Transcribe each record below word for word.

----- Task input

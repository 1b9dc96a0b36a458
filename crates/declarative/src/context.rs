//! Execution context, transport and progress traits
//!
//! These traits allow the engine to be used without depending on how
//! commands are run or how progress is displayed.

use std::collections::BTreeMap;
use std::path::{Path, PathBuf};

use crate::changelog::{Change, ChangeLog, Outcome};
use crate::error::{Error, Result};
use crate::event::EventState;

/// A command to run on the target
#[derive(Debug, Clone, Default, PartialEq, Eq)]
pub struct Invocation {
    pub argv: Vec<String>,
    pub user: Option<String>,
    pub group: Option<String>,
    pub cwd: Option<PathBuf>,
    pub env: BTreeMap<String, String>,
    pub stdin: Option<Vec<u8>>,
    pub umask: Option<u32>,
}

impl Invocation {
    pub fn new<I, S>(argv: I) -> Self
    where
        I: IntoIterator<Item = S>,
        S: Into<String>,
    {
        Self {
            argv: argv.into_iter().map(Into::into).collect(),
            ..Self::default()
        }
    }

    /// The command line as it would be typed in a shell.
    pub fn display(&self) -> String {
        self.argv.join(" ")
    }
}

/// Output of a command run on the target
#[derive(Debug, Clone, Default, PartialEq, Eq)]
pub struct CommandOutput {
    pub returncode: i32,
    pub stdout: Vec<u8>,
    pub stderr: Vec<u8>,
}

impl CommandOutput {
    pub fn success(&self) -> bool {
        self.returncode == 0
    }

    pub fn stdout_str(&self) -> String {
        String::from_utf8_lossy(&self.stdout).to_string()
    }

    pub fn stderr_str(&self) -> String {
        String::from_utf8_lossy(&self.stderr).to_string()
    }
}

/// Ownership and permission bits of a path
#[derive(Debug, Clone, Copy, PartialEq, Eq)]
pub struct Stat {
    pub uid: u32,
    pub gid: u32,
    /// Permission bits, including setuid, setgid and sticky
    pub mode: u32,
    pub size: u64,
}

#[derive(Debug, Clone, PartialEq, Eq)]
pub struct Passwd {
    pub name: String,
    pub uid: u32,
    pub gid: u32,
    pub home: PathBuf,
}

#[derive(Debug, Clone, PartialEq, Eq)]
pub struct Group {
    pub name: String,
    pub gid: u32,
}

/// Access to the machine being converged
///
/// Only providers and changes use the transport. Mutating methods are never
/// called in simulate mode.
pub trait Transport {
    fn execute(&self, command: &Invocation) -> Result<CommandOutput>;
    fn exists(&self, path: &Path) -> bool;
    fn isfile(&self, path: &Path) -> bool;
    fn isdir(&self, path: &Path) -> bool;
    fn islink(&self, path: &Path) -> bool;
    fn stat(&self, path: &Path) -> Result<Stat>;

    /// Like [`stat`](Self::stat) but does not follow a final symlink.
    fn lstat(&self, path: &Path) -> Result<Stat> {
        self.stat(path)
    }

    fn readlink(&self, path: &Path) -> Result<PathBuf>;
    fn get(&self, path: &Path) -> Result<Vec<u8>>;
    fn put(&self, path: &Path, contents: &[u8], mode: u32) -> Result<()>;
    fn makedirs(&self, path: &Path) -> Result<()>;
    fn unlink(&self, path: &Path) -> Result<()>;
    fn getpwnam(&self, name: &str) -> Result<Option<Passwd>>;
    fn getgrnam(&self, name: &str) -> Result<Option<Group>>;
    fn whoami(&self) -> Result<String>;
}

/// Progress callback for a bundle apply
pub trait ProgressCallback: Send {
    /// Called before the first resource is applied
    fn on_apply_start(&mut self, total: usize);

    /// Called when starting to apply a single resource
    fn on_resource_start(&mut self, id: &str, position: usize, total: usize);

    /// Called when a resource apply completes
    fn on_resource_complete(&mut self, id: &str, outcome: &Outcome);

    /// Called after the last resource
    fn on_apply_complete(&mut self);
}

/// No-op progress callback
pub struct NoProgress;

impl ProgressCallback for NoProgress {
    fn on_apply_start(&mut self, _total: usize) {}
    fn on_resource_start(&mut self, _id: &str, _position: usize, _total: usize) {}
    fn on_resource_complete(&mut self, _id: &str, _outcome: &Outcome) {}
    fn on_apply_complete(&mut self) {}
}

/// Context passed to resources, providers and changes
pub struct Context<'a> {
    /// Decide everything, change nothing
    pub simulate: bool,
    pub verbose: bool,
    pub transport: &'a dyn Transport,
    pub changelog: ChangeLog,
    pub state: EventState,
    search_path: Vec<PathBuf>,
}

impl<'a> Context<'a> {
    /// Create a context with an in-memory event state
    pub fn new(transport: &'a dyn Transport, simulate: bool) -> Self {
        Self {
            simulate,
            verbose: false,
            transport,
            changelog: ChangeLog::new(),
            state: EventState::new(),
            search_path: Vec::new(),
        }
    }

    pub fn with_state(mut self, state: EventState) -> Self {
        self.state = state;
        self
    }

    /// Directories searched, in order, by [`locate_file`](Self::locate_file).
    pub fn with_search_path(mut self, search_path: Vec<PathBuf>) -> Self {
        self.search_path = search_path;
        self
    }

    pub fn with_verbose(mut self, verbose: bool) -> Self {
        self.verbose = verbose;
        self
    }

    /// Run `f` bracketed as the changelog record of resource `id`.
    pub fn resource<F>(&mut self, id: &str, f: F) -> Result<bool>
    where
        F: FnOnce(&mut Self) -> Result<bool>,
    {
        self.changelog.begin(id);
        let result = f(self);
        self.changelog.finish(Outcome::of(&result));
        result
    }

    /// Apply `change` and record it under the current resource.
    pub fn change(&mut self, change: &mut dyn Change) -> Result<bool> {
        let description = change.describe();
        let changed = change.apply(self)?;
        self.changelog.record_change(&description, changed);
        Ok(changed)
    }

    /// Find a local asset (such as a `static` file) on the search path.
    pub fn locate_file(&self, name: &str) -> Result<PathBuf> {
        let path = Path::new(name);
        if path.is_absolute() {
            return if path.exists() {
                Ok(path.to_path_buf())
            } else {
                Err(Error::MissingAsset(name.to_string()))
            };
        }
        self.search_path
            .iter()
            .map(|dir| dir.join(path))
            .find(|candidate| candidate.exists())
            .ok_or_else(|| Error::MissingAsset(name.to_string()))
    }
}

----------

## Reply to the exercise:
repository 1b9dc96a0b36a458
filename crates/declarative/src/context.rs
//! Execution context, transport and progress traits
//!
//! These traits allow the engine to be used without depending on how
//! commands are run or how progress is displayed.

use std::collections::BTreeMap;
use std::path::{Path, PathBuf};

use crate::changelog::{Change, ChangeLog, Outcome};
use crate::error::{Error, Result};
use crate::event::EventState;

/// A command to run on the target
#[derive(Debug, Clone, Default, PartialEq, Eq)]
pub struct Invocation {
    pub argv: Vec<String>,
    pub user: Option<String>,
    pub group: Option<String>,
    pub cwd: Option<PathBuf>,
    pub env: BTreeMap<String, String>,
    pub stdin: Option<Vec<u8>>,
    pub umask: Option<u32>,
}

impl Invocation {
    pub fn new<I, S>(argv: I) -> Self
    where
        I: IntoIterator<Item = S>,
        S: Into<String>,
    {
        Self {
            argv: argv.into_iter().map(Into::into).collect(),
            ..Self::default()
        }
    }

    /// The command line as it would be typed in a shell.
    pub fn display(&self) -> String {
        self.argv.join(" ")
    }
}

/// Output of a command run on the target
#[derive(Debug, Clone, Default, PartialEq, Eq)]
pub struct CommandOutput {
    pub returncode: i32,
    pub stdout: Vec<u8>,
    pub stderr: Vec<u8>,
}

impl CommandOutput {
    pub fn success(&self) -> bool {
        self.returncode == 0
    }

    pub fn stdout_str(&self) -> String {
        String::from_utf8_lossy(&self.stdout).to_string()
    }

    pub fn stderr_str(&self) -> String {
        String::from_utf8_lossy(&self.stderr).to_string()
    }
}

/// Ownership and permission bits of a path
#[derive(Debug, Clone, Copy, PartialEq, Eq)]
pub struct Stat {
    pub uid: u32,
    pub gid: u32,
    /// Permission bits, including setuid, setgid and sticky
    pub mode: u32,
    pub size: u64,
}

#[derive(Debug, Clone, PartialEq, Eq)]
pub struct Passwd {
    pub name: String,
    pub uid: u32,
    pub gid: u32,
    pub home: PathBuf,
}

#[derive(Debug, Clone, PartialEq, Eq)]
pub struct Group {
    pub name: String,
    pub gid: u32,
}

/// Access to the machine being converged
///
/// Only providers and changes use the transport. Mutating methods are never
/// called in simulate mode.
pub trait Transport {
    fn execute(&self, command: &Invocation) -> Result<CommandOutput>;
    fn exists(&self, path: &Path) -> bool;
    fn isfile(&self, path: &Path) -> bool;
    fn isdir(&self, path: &Path) -> bool;
    fn islink(&self, path: &Path) -> bool;
    fn stat(&self, path: &Path) -> Result<Stat>;

    /// Like [`stat`](Self::stat) but does not follow a final symlink.
    fn lstat(&self, path: &Path) -> Result<Stat> {
        self.stat(path)
    }

    fn readlink(&self, path: &Path) -> Result<PathBuf>;
    fn get(&self, path: &Path) -> Result<Vec<u8>>;
    fn put(&self, path: &Path, contents: &[u8], mode: u32) -> Result<()>;
    fn makedirs(&self, path: &Path) -> Result<()>;
    fn unlink(&self, path: &Path) -> Result<()>;
    fn getpwnam(&self, name: &str) -> Result<Option<Passwd>>;
    fn getgrnam(&self, name: &str) -> Result<Option<Group>>;
    fn whoami(&self) -> Result<String>;
}

/// Progress callback for a bundle apply
pub trait ProgressCallback: Send {
    /// Called before the first resource is applied
    fn on_apply_start(&mut self, total: usize);

    /// Called when starting to apply a single resource
    fn on_resource_start(&mut self, id: &str, position: usize, total: usize);

    /// Called when a resource apply completes
    fn on_resource_complete(&mut self, id: &str, outcome: &Outcome);

    /// Called after the last resource
    fn on_apply_complete(&mut self);
}

/// No-op progress callback
pub struct NoProgress;

impl ProgressCallback for NoProgress {
    fn on_apply_start(&mut self, _total: usize) {}
    fn on_resource_start(&mut self, _id: &str, _position: usize, _total: usize) {}
    fn on_resource_complete(&mut self, _id: &str, _outcome: &Outcome) {}
    fn on_apply_complete(&mut self) {}
}

/// Context passed to resources, providers and changes
pub struct Context<'a> {
    /// Decide everything, change nothing
    pub simulate: bool,
    pub verbose: bool,
    pub transport: &'a dyn Transport,
    pub changelog: ChangeLog,
    pub state: EventState,
    search_path: Vec<PathBuf>,
}

impl<'a> Context<'a> {
    /// Create a context with an in-memory event state
    pub fn new(transport: &'a dyn Transport, simulate: bool) -> Self {
        Self {
            simulate,
            verbose: false,
            transport,
            changelog: ChangeLog::new(),
            state: EventState::new(),
            search_path: Vec::new(),
        }
    }

    pub fn with_state(mut self, state: EventState) -> Self {
        self.state = state;
        self
    }

    /// Directories searched, in order, by [`locate_file`](Self::locate_file).
    pub fn with_search_path(mut self, search_path: Vec<PathBuf>) -> Self {
        self.search_path = search_path;
        self
    }

    pub fn with_verbose(mut self, verbose: bool) -> Self {
        self.verbose = verbose;
        self
    }

    /// Run `f` bracketed as the changelog record of resource `id`.
    pub fn resource<F>(&mut self, id: &str, f: F) -> Result<bool>
    where
        F: FnOnce(&mut Self) -> Result<bool>,
    {
        self.changelog.begin(id);
        let result = f(self);
        self.changelog.finish(Outcome::of(&result));
        result
    }

    /// Apply `change` and record it under the current resource.
    pub fn change(&mut self, change: &mut dyn Change) -> Result<bool> {
        let description = change.describe();
        let changed = change.apply(self)?;
        self.changelog.record_change(&description, changed);
        Ok(changed)
    }

    /// Find a local asset (such as a `static` file) on the search path.
    pub fn locate_file(&self, name: &str) -> Result<PathBuf> {
        let path = Path::new(name);
        if path.is_absolute() {
            return if path.exists() {
                Ok(path.to_path_buf())
            } else {
                Err(Error::MissingAsset(name.to_string()))
            };
        }
        self.search_path
            .iter()
            .map(|dir| dir.join(path))
            .find(|candidate| candidate.exists())
            .ok_or_else(|| Error::MissingAsset(name.to_string()))
    }
}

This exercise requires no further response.